New Deadline for PPP Forgiveness

Additional timeline options for incurring forgivable expenses are available under the Paycheck Protection Program Flexibility Act passed on June 5, 2020. The covered period for loan forgiveness has been moved from 8 weeks after loan disbursement to 24 weeks. Borrowers who had already received PPP loans prior to June 5 have the option to use the 8-week covered period, however.

Another key change in the Act was to lower the required use of payroll costs from 75% to 60%. This change, in addition to a longer covered period, and new safe harbors related to full-time equivalency should help most borrowers meet forgiveness requirements. Note that if a borrower uses less than 60% of the loan on payroll costs during the covered forgiveness period, partial loan forgiveness will be available.

SBA guidance has also recently clarified that borrowers do not have to wait until the end of their covered period to apply for forgiveness. Loan forgiveness can be applied for any time after PPP funds have been used and before the maturity date of the loan. If forgiveness is not applied for within 10 months after the last day of the covered period, borrowers must begin paying principal and interest on the loan.

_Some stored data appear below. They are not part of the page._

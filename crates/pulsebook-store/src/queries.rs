//! Query builder for reading datasets back.
//!
//! # Example
//!
//! ```
//! use pulsebook_store::{DatasetQuery, Store};
//! use pulsebook_types::Metric;
//!
//! let store = Store::open_in_memory()?;
//!
//! // Everything from the last 30 days
//! let recent = store.load_dataset(&DatasetQuery::new().days_back(30))?;
//!
//! // Only sleep and steps, full history
//! let query = DatasetQuery::new().metric(Metric::Sleep).metric(Metric::Steps);
//! let dataset = store.load_dataset(&query)?;
//! assert!(dataset.series(Metric::Steps).is_empty());
//! # Ok::<(), pulsebook_store::Error>(())
//! ```

use pulsebook_types::Metric;
use time::{Date, Duration, OffsetDateTime};

/// Fluent query builder for [`Store::load_dataset`](crate::Store::load_dataset).
///
/// By default every series and workouts are read in full.
#[derive(Debug, Default, Clone)]
pub struct DatasetQuery {
    /// Include only rows keyed on or after this date.
    pub since: Option<Date>,
    /// Restrict to these metrics. Empty means all.
    pub metrics: Vec<Metric>,
    /// Skip workouts.
    pub skip_workouts: bool,
}

impl DatasetQuery {
    /// Create a query for the whole store.
    pub fn new() -> Self {
        Self::default()
    }

    /// Include only rows keyed on or after `date`.
    pub fn since(mut self, date: Date) -> Self {
        self.since = Some(date);
        self
    }

    /// Include the last `days` days, counted back from today in UTC.
    pub fn days_back(self, days: u32) -> Self {
        let today = OffsetDateTime::now_utc().date();
        self.days_back_from(today, days)
    }

    /// Include the `days` days before `today`, plus `today`.
    pub fn days_back_from(self, today: Date, days: u32) -> Self {
        let since = today
            .checked_sub(Duration::days(i64::from(days)))
            .unwrap_or(Date::MIN);
        self.since(since)
    }

    /// Add a metric to read. Once any metric is added, workouts are skipped
    /// unless [`with_workouts`](Self::with_workouts) is called.
    pub fn metric(mut self, metric: Metric) -> Self {
        if self.metrics.is_empty() {
            self.skip_workouts = true;
        }
        self.metrics.push(metric);
        self
    }

    /// Read workouts even when the query is restricted to some metrics.
    pub fn with_workouts(mut self) -> Self {
        self.skip_workouts = false;
        self
    }

    pub(crate) fn includes(&self, metric: Metric) -> bool {
        self.metrics.is_empty() || self.metrics.contains(&metric)
    }

    /// Build the SQL WHERE clause and parameters for a key column.
    pub(crate) fn build_where(&self, key_column: &str) -> (String, Vec<Box<dyn rusqlite::ToSql>>) {
        let mut params: Vec<Box<dyn rusqlite::ToSql>> = Vec::new();

        let where_clause = match self.since {
            Some(since) => {
                params.push(Box::new(since.to_string()));
                format!("WHERE {key_column} >= ?")
            }
            None => String::new(),
        };

        (where_clause, params)
    }
}
//! Data model for imported personal health metrics.
//!
//! This crate provides the types shared by the importer (pulsebook-core),
//! the SQLite store (pulsebook-store) and the CLI.
//!
//! # Features
//!
//! - The fixed set of 24 [`Metric`] series with their units and rounding
//! - [`HealthDataset`], the immutable hand-off between pipeline stages
//! - [`WorkoutRecord`] for per-session workout rows
//! - Error types for document parsing
//!
//! # Example
//!
//! ```
//! use pulsebook_types::{HealthDataset, Metric, SeriesPoint, SeriesShape};
//!
//! let dataset = HealthDataset::new().with_series(
//!     Metric::Steps,
//!     vec![SeriesPoint::new("2024-01-02", 9000.0), SeriesPoint::new("2024-01-01", 4200.0)],
//! );
//!
//! assert_eq!(Metric::Steps.shape(), SeriesShape::Daily);
//! assert_eq!(dataset.series(Metric::Steps)[0].key, "2024-01-01");
//! ```

pub mod error;
pub mod round;
pub mod types;

pub use error::{ParseError, ParseResult};
pub use round::{round_half_up, round_to};
pub use types::{HealthDataset, Metric, SeriesPoint, SeriesShape, WorkoutRecord, date_part};

#[cfg(test)]
mod tests {
    use super::*;
    use proptest::prelude::*;

    // --- Metric tests ---

    #[test]
    fn test_metric_all_has_unique_keys() {
        let mut keys: Vec<_> = Metric::ALL.iter().map(|m| m.key()).collect();
        keys.sort_unstable();
        keys.dedup();
        assert_eq!(keys.len(), 24);
    }

    #[test]
    fn test_metric_shapes() {
        let daily = Metric::ALL
            .iter()
            .filter(|m| m.shape() == SeriesShape::Daily)
            .count();
        assert_eq!(daily, 11);
        assert_eq!(Metric::HeartRate.shape(), SeriesShape::Sample);
        assert_eq!(Metric::Sleep.shape(), SeriesShape::Daily);
        assert_eq!(Metric::StandHours.shape(), SeriesShape::Daily);
    }

    #[test]
    fn test_metric_key_round_trip() {
        for metric in Metric::ALL {
            assert_eq!(metric.key().parse::<Metric>().unwrap(), metric);
        }
    }

    #[test]
    fn test_metric_from_str_unknown() {
        let err = "cholesterol".parse::<Metric>().unwrap_err();
        assert_eq!(err.to_string(), "Unknown metric: cholesterol");
    }

    #[test]
    fn test_metric_value_fields() {
        assert_eq!(Metric::Sleep.value_field(), "hours");
        assert_eq!(Metric::Distance.value_field(), "km");
        assert_eq!(Metric::HeartRate.value_field(), "bpm");
        assert_eq!(Metric::BodyFat.value_field(), "percentage");
        assert_eq!(Metric::BodyTemperature.value_field(), "celsius");
        assert_eq!(Metric::Vo2Max.value_field(), "value");
    }

    #[test]
    fn test_metric_rounding_precision() {
        assert_eq!(Metric::Sleep.round(7.46), 7.5);
        assert_eq!(Metric::Steps.round(1234.5), 1235.0);
        assert_eq!(Metric::Distance.round(1.60934), 1.61);
        assert_eq!(Metric::Weight.round(72.5747), 72.6);
        assert_eq!(Metric::HeartRate.round(71.4), 71.0);
        assert_eq!(Metric::BodyTemperature.round(36.66), 36.7);
    }

    #[test]
    fn test_metric_percent_scaling() {
        assert_eq!(Metric::BodyFat.round_export_value(0.2234), 22.3);
        assert_eq!(Metric::OxygenSaturation.round_export_value(0.97), 97.0);
    }

    #[test]
    fn test_round_leaves_percent_values_alone() {
        assert_eq!(Metric::BodyFat.round(21.3), 21.3);
        assert_eq!(Metric::BodyFat.round(21.34), 21.3);
        assert_eq!(Metric::OxygenSaturation.round(97.0), 97.0);
        assert_eq!(Metric::OxygenSaturation.round(96.6), 97.0);
    }

    #[test]
    fn test_round_export_value_matches_round_outside_percent_metrics() {
        for metric in Metric::ALL {
            if matches!(metric, Metric::BodyFat | Metric::OxygenSaturation) {
                continue;
            }
            assert_eq!(metric.round_export_value(12.345), metric.round(12.345), "{metric}");
        }
    }

    #[test]
    fn test_metric_display() {
        assert_eq!(format!("{}", Metric::FlightsClimbed), "flightsClimbed");
    }

    // --- Rounding tests ---

    #[test]
    fn test_round_half_up_halves() {
        assert_eq!(round_half_up(0.5), 1.0);
        assert_eq!(round_half_up(1.5), 2.0);
        assert_eq!(round_half_up(-0.5), 0.0);
        assert_eq!(round_half_up(-1.5), -1.0);
    }

    #[test]
    fn test_round_to_decimals() {
        assert_eq!(round_to(1.60934, 2), 1.61);
        assert_eq!(round_to(7.45, 1), 7.5);
        assert_eq!(round_to(3.0, 0), 3.0);
    }

    proptest! {
        #[test]
        fn prop_round_half_up_is_nearest_integer(x in -1.0e9f64..1.0e9f64) {
            let r = round_half_up(x);
            prop_assert_eq!(r.fract(), 0.0);
            prop_assert!((r - x).abs() <= 0.5);
        }

        #[test]
        fn prop_set_series_sorts_by_key(days in proptest::collection::vec(1u32..28, 0..40)) {
            let points: Vec<_> = days
                .iter()
                .map(|d| SeriesPoint::new(format!("2024-03-{d:02}"), f64::from(*d)))
                .collect();
            let dataset = HealthDataset::new().with_series(Metric::Weight, points);
            let keys: Vec<_> = dataset.series(Metric::Weight).iter().map(|p| p.key.clone()).collect();
            let mut sorted = keys.clone();
            sorted.sort();
            prop_assert_eq!(keys, sorted);
        }
    }

    // --- HealthDataset tests ---

    #[test]
    fn test_dataset_new_has_every_series_empty() {
        let dataset = HealthDataset::new();
        assert!(dataset.is_empty());
        assert_eq!(dataset.iter().count(), 24);
        assert!(dataset.series(Metric::Bmi).is_empty());
        assert!(dataset.workouts().is_empty());
    }

    #[test]
    fn test_dataset_stable_sort_keeps_same_day_order() {
        let dataset = HealthDataset::new().with_series(
            Metric::Weight,
            vec![
                SeriesPoint::new("2024-01-02", 80.0),
                SeriesPoint::new("2024-01-01", 81.0),
                SeriesPoint::new("2024-01-02", 79.5),
            ],
        );
        let values: Vec<_> = dataset.series(Metric::Weight).iter().map(|p| p.value).collect();
        assert_eq!(values, vec![81.0, 80.0, 79.5]);
    }

    #[test]
    fn test_dataset_counts_and_total() {
        let dataset = HealthDataset::new()
            .with_series(Metric::Steps, vec![SeriesPoint::new("2024-01-01", 10.0)])
            .with_workouts(vec![WorkoutRecord {
                date: "2024-01-01".into(),
                activity: "Running".into(),
                duration: 30,
                calories: 250,
            }]);
        let counts = dataset.counts();
        assert_eq!(counts["steps"], 1);
        assert_eq!(counts["workouts"], 1);
        assert_eq!(counts["sleep"], 0);
        assert_eq!(dataset.total_entries(), 2);
    }

    #[test]
    fn test_series_point_date() {
        let point = SeriesPoint::new("2024-01-15 08:30:00 -0500", 62.0);
        assert_eq!(point.date(), "2024-01-15");
    }

    // --- Serialization tests ---

    #[test]
    fn test_dataset_serialization_shape() {
        let dataset = HealthDataset::new()
            .with_series(Metric::Steps, vec![SeriesPoint::new("2024-01-01", 4200.0)])
            .with_series(Metric::Distance, vec![SeriesPoint::new("2024-01-01", 3.25)])
            .with_workouts(vec![WorkoutRecord {
                date: "2024-01-01".into(),
                activity: "Cycling".into(),
                duration: 45,
                calories: 400,
            }]);

        let json = serde_json::to_value(&dataset).unwrap();
        assert_eq!(json["steps"][0]["date"], "2024-01-01");
        assert_eq!(json["steps"][0]["count"], 4200);
        assert!(json["steps"][0]["count"].is_i64());
        assert_eq!(json["distance"][0]["km"], 3.25);
        assert_eq!(json["workouts"][0]["type"], "Cycling");
        assert_eq!(json["bodyTemperature"], serde_json::json!([]));
        assert_eq!(json.as_object().unwrap().len(), 25);
    }

    #[test]
    fn test_metric_serialization() {
        assert_eq!(serde_json::to_string(&Metric::Vo2Max).unwrap(), "\"vo2Max\"");
        assert_eq!(
            serde_json::to_string(&Metric::BloodPressureSystolic).unwrap(),
            "\"bloodPressureSystolic\""
        );
    }
}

PPP Forgiveness Made EZ for Some

In response to the Flexibility Act, the SBA has revised the original PPP loan forgiveness application and also created a short form for qualified borrowers. The new E-Zier form to complete is Form 3508EZ and is available for borrowers who meet at least one of the following requirements:

  • Self-employed with no employees
  • No employee salary reduction by more than 25% and no employee hour reduction
  • No employee salary reduction by more than 25% and experienced a reduction in business activity due to compliance with health guidelines related to COVID-19

The EZ forgiveness application has fewer calculations and less documentation. Schedule C filers with no employees may have the most straightforward forgiveness calculation. Recall that those borrowers were granted loans calculated as 2.5 months of their 2019 Schedule C net profit. With the new 24-week forgiveness cap for those businesses being the same number, Schedule C businesses with no employees should see full forgiveness.

Deductibility of PPP Expenses of Forgiven Loans

The attractiveness of the Paycheck Protection Program lies in its forgivable loan potential with no inclusion into taxable income. And it was initially assumed by many there would be no income tax consequences at all, but that has turned out to be untrue. Uncertainty looms over the outcome of tax deductions for expenses used to qualify for PPP loan forgiveness. Will the rent, utilities, interest, and payroll related expenses paid for with PPP loan proceeds be deductible for tax purposes?

The CARES Act seemed unclear to many on this topic and in May, the IRS issued guidance disallowing such expenses for tax purposes to prevent a benefit double dip. However, several congressional members were unhappy with this outcome, claiming the intent of the PPP was to be truly tax-free. A bill in the Senate, the Small Business Expense Protection Act of 2020, if passed would reverse the IRS’s position therefore making PPP-related expenses tax deductible. The bill continues to gain bipartisan support but also has opposition, so the outcome remains cloudy.

PPP Public Disclosure

After considering input from a congressional oversight committee and taxpayers, the SBA and Treasury agreed to make certain data from the Paycheck Protection Program (PPP) public. Initially, loan recipient data was claimed by the two organizations to be private information, but requests for greater public transparency will soon be met.

The SBA has agreed to publicly disclose business names for recipients of PPP loans greater than $150,000. Additional information to be disclosed for this group includes: business addresses, NAICS codes, zip codes, business type, demographic data, non-profit information, jobs supported, and loan amount ranges as follows:

  • $150,000-350,000
  • $350,000-1 million
  • $1-2 million
  • $2-5 million
  • $5-10 million

According to the SBA, these loan amount categories account for nearly 75 percent of approved loan dollars but a majority of borrowers received loans less than $150,000. As such, many borrowers’ names will not be publicly released.

Limited data in the form of totals will be publicly released for loans under $150,000, aggregated by zip code, industry, business type, and various demographic categories. Names for loans of this size will not be publicly disclosed.

The SBA will be releasing even more data, including sensitive personally identifiable information, to a congressional committee overseeing the program.

PPP 2.0?

The Paycheck Protection Program June 30th application deadline was extended to August 8th. Will new applicants claim the remaining roughly $100 billion in funds? Or will there be another round of PPP funding allowed in a “PPP 2.0” type add-on? It’s possible but still uncertain.

PPP 2.0 is likely to be more targeted than its predecessor, but will allow qualifying small businesses to receive a second PPP loan to stay afloat during the sharp economic downturn. Bills recently introduced in the Senate and House include the following criteria for supplemental PPP loans:

  • Borrowers must be self-employed or have 100 or fewer employees;
  • Have suffered more than a 50% loss in revenues compared to a previous quarter; and
  • Exhausted first PPP loan funds

Underserved and rural borrowers are meant to have priority in this round of supplemental PPP, as they were supposed to have had in round one. I will keep you posted as details progress.